Divine authority[edit]

Historically, Lutherans maintain that Holy Scripture, the Word of God, carries the full authority of God. For confessional Lutherans, every single statement of the Bible calls for instant and unqualified acceptance. For Lutherans who are more aligned with mainline Protestantism, a basic claim is made that the canonical Scriptures of the Old and New Testaments are the inspired Word of God and the authoritative source and norm of its proclamation, faith, and life. This allows for historical-critical methods for interpretation.

Clarity[edit]

Historically, Lutherans understand the Bible to present all doctrines and commands of the Christian faith clearly.[59] God's Word is freely accessible to every reader or hearer of ordinary intelligence, without requiring any special education.[60] Of course, one must understand the language God's Word is presented in, and not be so preoccupied by contrary thoughts so as to prevent understanding.[61] As a result of this, no one needs to wait for any clergy, pope, scholar, or ecumenical council to explain the real meaning of any part of the Bible.[62]

Efficacy[edit]

Lutherans confess that Scripture is united with the power of the Holy Spirit and with it, not only demands, but also creates the acceptance of its teaching.[63] This teaching produces faith and obedience. Holy Scripture is not a dead letter, but rather, the power of the Holy Spirit is inherent in it.[64] Scripture does not compel a mere intellectual assent to its doctrine, resting on logical argumentation, but rather it creates the living agreement of faith.[65] As the Smalcald Articles affirm, "in those things which concern the spoken, outward Word, we must firmly hold that God grants His Spirit or grace to no one, except through or with the preceding outward Word."[66]

Sufficiency[edit]

Lutherans are confident that the Bible contains everything that one needs to know in order to obtain salvation and to live a Christian life.[67] There are no deficiencies in Scripture that need to be filled with by tradition, pronouncements of the Pope, new revelations, or present-day development of doctrine.[68]

Law and Gospel[edit]

Title Page from the 1580 Dresden Book of Concord
Moses and Elijah point the sinner looking for God's salvation to the cross to find it.
Law and Grace, by Lucas Cranach. The left side shows humans' condemnation under God's law, while the right side presents God's grace in Christ.

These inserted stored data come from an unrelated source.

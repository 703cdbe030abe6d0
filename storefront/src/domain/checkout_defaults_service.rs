//! Default card and address used to pre-fill checkout.
//!
//! The backend stores the selection as one record with no partial-update
//! primitive, so every change re-sends the whole `{card, address}` pair to
//! both stores. The pair the user asked for is remembered for the session
//! even when writing it fails.

use tokio::sync::Mutex;
use tracing::debug;

use super::ports::{LocalStore, RemoteStore};
use super::{
    CheckoutIndices, CheckoutSlot, Collection, CollectionPath, DefaultCheckoutIndex,
    DualWriteCoordinator, EntityKey, Error, Outcome, UserId, WriteGate, decode,
};

/// Tracks and persists one user's default checkout selection.
pub struct CheckoutDefaultsService<L, R> {
    writes: DualWriteCoordinator<L, R>,
    user_id: UserId,
    current: Mutex<CheckoutIndices>,
}

impl<L, R> CheckoutDefaultsService<L, R>
where
    L: LocalStore,
    R: RemoteStore,
{
    /// Create the service for `user_id` with nothing selected yet.
    pub fn new(writes: DualWriteCoordinator<L, R>, user_id: UserId) -> Self {
        Self {
            writes,
            user_id,
            current: Mutex::new(CheckoutIndices::default()),
        }
    }

    /// Selection as last loaded or set in this session.
    pub async fn current(&self) -> CheckoutIndices {
        *self.current.lock().await
    }

    /// Read the selection from the backend.
    ///
    /// A missing record means nothing is selected. Backend errors are
    /// returned as-is; the local mirror is never consulted.
    pub async fn load_defaults(&self) -> Outcome<CheckoutIndices> {
        let document = self
            .writes
            .remote()
            .get(
                &CollectionPath::of_user(Collection::CheckoutDefaults, &self.user_id),
                &EntityKey::from(&self.user_id),
            )
            .await
            .map_err(Error::from)?;
        let indices = match document {
            Some(document) => decode::<DefaultCheckoutIndex>(document)?.indices,
            None => CheckoutIndices::default(),
        };
        *self.current.lock().await = indices;
        Ok(indices)
    }

    /// Select `index` for `slot`, keeping the other slot, and write the
    /// whole pair to both stores.
    pub async fn set_default(&self, slot: CheckoutSlot, index: usize) -> Outcome<CheckoutIndices> {
        let mut current = self.current.lock().await;
        let next = current.with(slot, index);
        *current = next;
        let record = DefaultCheckoutIndex {
            user_id: self.user_id.clone(),
            indices: next,
        };
        debug!(slot = slot.as_str(), index, "default checkout selection changed");
        self.writes
            .put(WriteGate::Ungated, Some(&self.user_id), &record)
            .await?;
        Ok(next)
    }

    /// Adjust the selection after the card at `index` was removed.
    pub async fn card_removed(&self, index: usize) -> Outcome<CheckoutIndices> {
        self.slot_removed(CheckoutSlot::Card, index).await
    }

    /// Adjust the selection after the address at `index` was removed.
    pub async fn address_removed(&self, index: usize) -> Outcome<CheckoutIndices> {
        self.slot_removed(CheckoutSlot::Address, index).await
    }

    /// Removing the selected entry resets the slot to the first entry.
    async fn slot_removed(&self, slot: CheckoutSlot, index: usize) -> Outcome<CheckoutIndices> {
        let current = self.current().await;
        if current.get(slot) == Some(index) {
            self.set_default(slot, 0).await
        } else {
            Ok(current)
        }
    }
}

#[cfg(test)]
mod tests {
    use std::sync::Arc;

    use super::*;
    use crate::domain::ports::{MockLocalStore, MockRemoteStore, RemoteStoreError};
    use crate::domain::{ErrorCode, NetworkAvailability};
    use rstest::rstest;
    use serde_json::{Value, json};

    fn service(
        local: MockLocalStore,
        remote: MockRemoteStore,
    ) -> CheckoutDefaultsService<MockLocalStore, MockRemoteStore> {
        CheckoutDefaultsService::new(
            DualWriteCoordinator::new(
                Arc::new(local),
                Arc::new(remote),
                NetworkAvailability::online(),
            ),
            UserId::new("user-1").expect("valid user"),
        )
    }

    fn expect_puts(local: &mut MockLocalStore, remote: &mut MockRemoteStore, expected: &[Value]) {
        let mut local_seq = mockall::Sequence::new();
        let mut remote_seq = mockall::Sequence::new();
        for document in expected {
            let local_doc = document.clone();
            local
                .expect_put()
                .withf(move |path, key, stored| {
                    path.to_string() == "checkout_defaults"
                        && key.as_str() == "user-1"
                        && *stored == local_doc
                })
                .times(1)
                .in_sequence(&mut local_seq)
                .return_once(|_, _, _| Ok(()));
            let remote_doc = document.clone();
            remote
                .expect_put()
                .withf(move |_, _, stored| *stored == remote_doc)
                .times(1)
                .in_sequence(&mut remote_seq)
                .return_once(|_, _, _| Ok(()));
        }
    }

    #[rstest]
    #[tokio::test]
    async fn second_update_keeps_the_first_field() {
        let mut local = MockLocalStore::new();
        let mut remote = MockRemoteStore::new();
        expect_puts(
            &mut local,
            &mut remote,
            &[
                json!({ "userId": "user-1", "card": 2, "address": null }),
                json!({ "userId": "user-1", "card": 2, "address": 1 }),
            ],
        );
        let service = service(local, remote);

        service
            .set_default(CheckoutSlot::Card, 2)
            .await
            .expect("card set");
        let pair = service
            .set_default(CheckoutSlot::Address, 1)
            .await
            .expect("address set");

        assert_eq!(
            pair,
            CheckoutIndices {
                card: Some(2),
                address: Some(1)
            }
        );
    }

    #[rstest]
    #[tokio::test]
    async fn failed_write_still_updates_session_selection() {
        let mut local = MockLocalStore::new();
        local.expect_put().return_once(|_, _, _| Ok(()));
        let mut remote = MockRemoteStore::new();
        remote
            .expect_put()
            .return_once(|_, _, _| Err(RemoteStoreError::unavailable("offline")));
        let service = service(local, remote);

        let err = service
            .set_default(CheckoutSlot::Card, 3)
            .await
            .expect_err("remote failed");

        assert_eq!(err.code(), ErrorCode::PartialCommit);
        assert_eq!(service.current().await.card, Some(3));
    }

    #[rstest]
    #[tokio::test]
    async fn load_surfaces_remote_errors_without_local_fallback() {
        let mut local = MockLocalStore::new();
        local.expect_get().times(0);
        let mut remote = MockRemoteStore::new();
        remote
            .expect_get()
            .return_once(|_, _| Err(RemoteStoreError::rejected(401_u16, "expired token")));

        let err = service(local, remote)
            .load_defaults()
            .await
            .expect_err("remote rejected");
        assert_eq!(err.code(), ErrorCode::RemoteFailure);
    }

    #[rstest]
    #[tokio::test]
    async fn missing_record_means_no_selection() {
        let mut remote = MockRemoteStore::new();
        remote.expect_get().return_once(|_, _| Ok(None));

        let indices = service(MockLocalStore::new(), remote)
            .load_defaults()
            .await
            .expect("empty selection");
        assert_eq!(indices, CheckoutIndices::default());
    }

    #[rstest]
    #[case(1, Some(0))]
    #[case(2, Some(1))]
    #[tokio::test]
    async fn removing_the_default_card_resets_it_to_the_first(
        #[case] removed: usize,
        #[case] expected: Option<usize>,
    ) {
        let mut local = MockLocalStore::new();
        local.expect_put().returning(|_, _, _| Ok(()));
        let mut remote = MockRemoteStore::new();
        remote
            .expect_get()
            .return_once(|_, _| Ok(Some(json!({ "userId": "user-1", "card": 1, "address": 4 }))));
        remote.expect_put().returning(|_, _, _| Ok(()));
        let service = service(local, remote);
        service.load_defaults().await.expect("loaded");

        let pair = service.card_removed(removed).await.expect("adjusted");

        assert_eq!(pair.card, expected);
        assert_eq!(pair.address, Some(4));
    }
}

Lutherans understand the Bible as containing two distinct types of content, termed Law and Gospel (or Law and Promises).[69] Properly distinguishing between Law and Gospel prevents the obscuring of the Gospel teaching of justification by grace through faith alone.[70]

Lutheran confessions[edit]

The Book of Concord, published in 1580, contains ten documents which some Lutherans believe are faithful and authoritative explanations of Holy Scripture. Besides the three Ecumenical Creeds, which date to Roman times, the Book of Concord contains seven credal documents articulating Lutheran theology in the Reformation era.

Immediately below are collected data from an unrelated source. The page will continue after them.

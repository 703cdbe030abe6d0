//! Network-aware reads of cached collections.
//!
//! Online sessions read the backend and refresh the cache with what came
//! back; offline sessions read the cache as-is. The decision is taken per
//! read from the session's [`NetworkAvailability`]. There is no TTL, no
//! background refresh and no eviction.

use std::collections::BTreeSet;
use std::sync::Arc;

use serde::Serialize;
use tracing::{debug, warn};

use super::ports::{LocalStore, RemoteStore};
use super::{
    CartItem, CollectionPath, EntityKey, Error, Favorite, NetworkAvailability, Outcome, Product,
    SyncableEntity, decode_all, encode,
};

/// Routes catalog reads between the backend and the local cache.
pub struct CatalogSyncRouter<L, R> {
    local: Arc<L>,
    remote: Arc<R>,
    network: NetworkAvailability,
}

impl<L, R> Clone for CatalogSyncRouter<L, R> {
    fn clone(&self) -> Self {
        Self {
            local: Arc::clone(&self.local),
            remote: Arc::clone(&self.remote),
            network: self.network,
        }
    }
}

impl<L, R> CatalogSyncRouter<L, R>
where
    L: LocalStore,
    R: RemoteStore,
{
    /// Build a router for one session.
    pub fn new(local: Arc<L>, remote: Arc<R>, network: NetworkAvailability) -> Self {
        Self {
            local,
            remote,
            network,
        }
    }

    /// Read the full product catalog.
    pub async fn products(&self) -> Outcome<Vec<Product>> {
        self.fetch::<Product>().await
    }

    /// Read every entity of `T`'s shared collection along the session's
    /// data path.
    ///
    /// Online: the backend's answer is returned and written through to the
    /// cache; a failed cache refresh is logged and does not affect the
    /// result. Offline: the cache is returned, possibly stale or empty.
    /// User-scoped collections are rejected with `InvalidRequest`.
    pub async fn fetch<T: SyncableEntity>(&self) -> Outcome<Vec<T>> {
        let path = CollectionPath::shared(T::COLLECTION)?;
        let collection = T::COLLECTION;
        if !self.network.is_available() {
            let documents = self.local.get_all(&path).await.map_err(Error::from)?;
            debug!(
                collection = collection.as_str(),
                count = documents.len(),
                path = "local",
                "served read from cache"
            );
            return decode_all(documents);
        }

        let documents = self.remote.get_all(&path).await.map_err(Error::from)?;
        let entities: Vec<T> = decode_all(documents)?;
        debug!(
            collection = collection.as_str(),
            count = entities.len(),
            path = "remote",
            "served read from backend"
        );
        self.refresh_cache(&path, &entities).await;
        Ok(entities)
    }

    async fn refresh_cache<T: SyncableEntity>(&self, path: &CollectionPath, entities: &[T]) {
        let collection = T::COLLECTION;
        let documents: Result<Vec<(EntityKey, serde_json::Value)>, Error> = entities
            .iter()
            .map(|entity| encode(entity).map(|document| (entity.key(), document)))
            .collect();
        let outcome = match documents {
            Ok(documents) => self
                .local
                .put_all(path, &documents)
                .await
                .map_err(Error::from),
            Err(err) => Err(err),
        };
        if let Err(err) = outcome {
            warn!(
                collection = collection.as_str(),
                error = %err,
                "cache refresh after remote read failed"
            );
        }
    }
}

/// Sorted, de-duplicated category names of `products`.
///
/// # Examples
/// ```
/// use storefront::domain::{Product, ProductId, categories};
///
/// let product = |id: &str, category: &str| Product {
///     id: ProductId::new(id).expect("valid id"),
///     title: id.into(),
///     brand: "Acme".into(),
///     category_name: category.into(),
///     price_cents: 100,
///     sale_percent: None,
///     image_urls: vec![],
///     tags: vec![],
///     number_reviews: 0,
///     review_stars: 0,
/// };
/// let names = categories(&[product("a", "Shoes"), product("b", "Dresses"), product("c", "Shoes")]);
/// assert_eq!(names, ["Dresses", "Shoes"]);
/// ```
pub fn categories(products: &[Product]) -> Vec<String> {
    products
        .iter()
        .map(|product| product.category_name.trim())
        .filter(|name| !name.is_empty())
        .collect::<BTreeSet<_>>()
        .into_iter()
        .map(str::to_owned)
        .collect()
}

/// A product joined with the user's favourite and bag marks.
#[derive(Debug, Clone, PartialEq, Serialize)]
#[serde(rename_all = "camelCase")]
pub struct ProductListing {
    /// Catalog entry.
    pub product: Product,
    /// Whether any favourite references the product.
    pub is_favorite: bool,
    /// Whether any bag line references the product.
    pub in_cart: bool,
}

/// Join `products` with `favorites` and `cart`, keeping product order.
pub fn product_listings(
    products: &[Product],
    favorites: &[Favorite],
    cart: &[CartItem],
) -> Vec<ProductListing> {
    products
        .iter()
        .map(|product| ProductListing {
            product: product.clone(),
            is_favorite: favorites
                .iter()
                .any(|favorite| favorite.product_id == product.id),
            in_cart: cart.iter().any(|line| line.product_id == product.id),
        })
        .collect()
}

#[cfg(test)]
#[path = "catalog_router_tests.rs"]
mod tests;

The doctrinal positions of Lutheran churches are not uniform because the Book of Concord does not hold the same position in all Lutheran churches. For example, the state churches in Scandinavia consider only the Augsburg Confession as a "summary of the faith" in addition to the three ecumenical Creeds.[71] Lutheran pastors, congregations, and church bodies in Germany and the Americas usually agree to teach in harmony with the entire Lutheran Confessions. Some Lutheran church bodies require this pledge to be unconditional because they believe the confessions correctly state what the Bible teaches. Others allow their congregations to do so "insofar as" the Confessions are in agreement with the Bible.

Justification[edit]

Lutherans believe that whoever has faith in Jesus alone will receive salvation from the grace of God and will enter eternity in heaven instead of eternity in hell after death or at the second coming of Jesus.

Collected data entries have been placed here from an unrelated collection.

//! Port for the on-device document cache.
//!
//! The local store mirrors whatever the device has seen of the backend. It
//! holds JSON documents keyed by `(CollectionPath, EntityKey)` and must tolerate
//! concurrent calls on disjoint keys.

use async_trait::async_trait;
use serde_json::Value;

use crate::domain::{CollectionPath, EntityKey};

use super::define_port_error;

define_port_error! {
    /// Errors raised by local cache adapters.
    pub enum LocalStoreError => LocalFailure {
        /// Reading or writing the underlying medium failed.
        Io { message: String } => "local store I/O failed: {message}",
        /// A stored document could not be parsed.
        Corrupt { message: String } => "local store document is corrupt: {message}",
    }
}

/// Document cache living on the device.
#[cfg_attr(test, mockall::automock)]
#[async_trait]
pub trait LocalStore: Send + Sync {
    /// Fetch one document, or `None` when the key has never been stored.
    async fn get(
        &self,
        path: &CollectionPath,
        key: &EntityKey,
    ) -> Result<Option<Value>, LocalStoreError>;

    /// Fetch every document of a collection. An empty collection yields an
    /// empty vector.
    async fn get_all(&self, path: &CollectionPath) -> Result<Vec<Value>, LocalStoreError>;

    /// Insert or replace one document.
    async fn put(
        &self,
        path: &CollectionPath,
        key: &EntityKey,
        document: &Value,
    ) -> Result<(), LocalStoreError>;

    /// Insert or replace a batch of documents.
    ///
    /// Used by cache refreshes; adapters may stop at the first failure.
    async fn put_all(
        &self,
        path: &CollectionPath,
        documents: &[(EntityKey, Value)],
    ) -> Result<(), LocalStoreError>;

    /// Remove one document. Removing an absent key succeeds.
    async fn delete(&self, path: &CollectionPath, key: &EntityKey) -> Result<(), LocalStoreError>;

    /// Remove every document of a collection.
    async fn clear(&self, path: &CollectionPath) -> Result<(), LocalStoreError>;
}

The key doctrine, or material principle, of Lutheranism is the doctrine of justification. Lutherans believe that humans are saved from their sins by God's grace alone (Sola Gratia), through faith alone (Sola Fide), on the basis of Scripture alone (Sola Scriptura). Orthodox Lutheran theology holds that God made the world, including humanity, perfect, holy and sinless. However, Adam and Eve chose to disobey God, trusting in their own strength, knowledge, and wisdom.[72][73] Consequently, people are saddled with original sin, born sinful and unable to avoid committing sinful acts.[74] For Lutherans, original sin is the "chief sin, a root and fountainhead of all actual sins."[75]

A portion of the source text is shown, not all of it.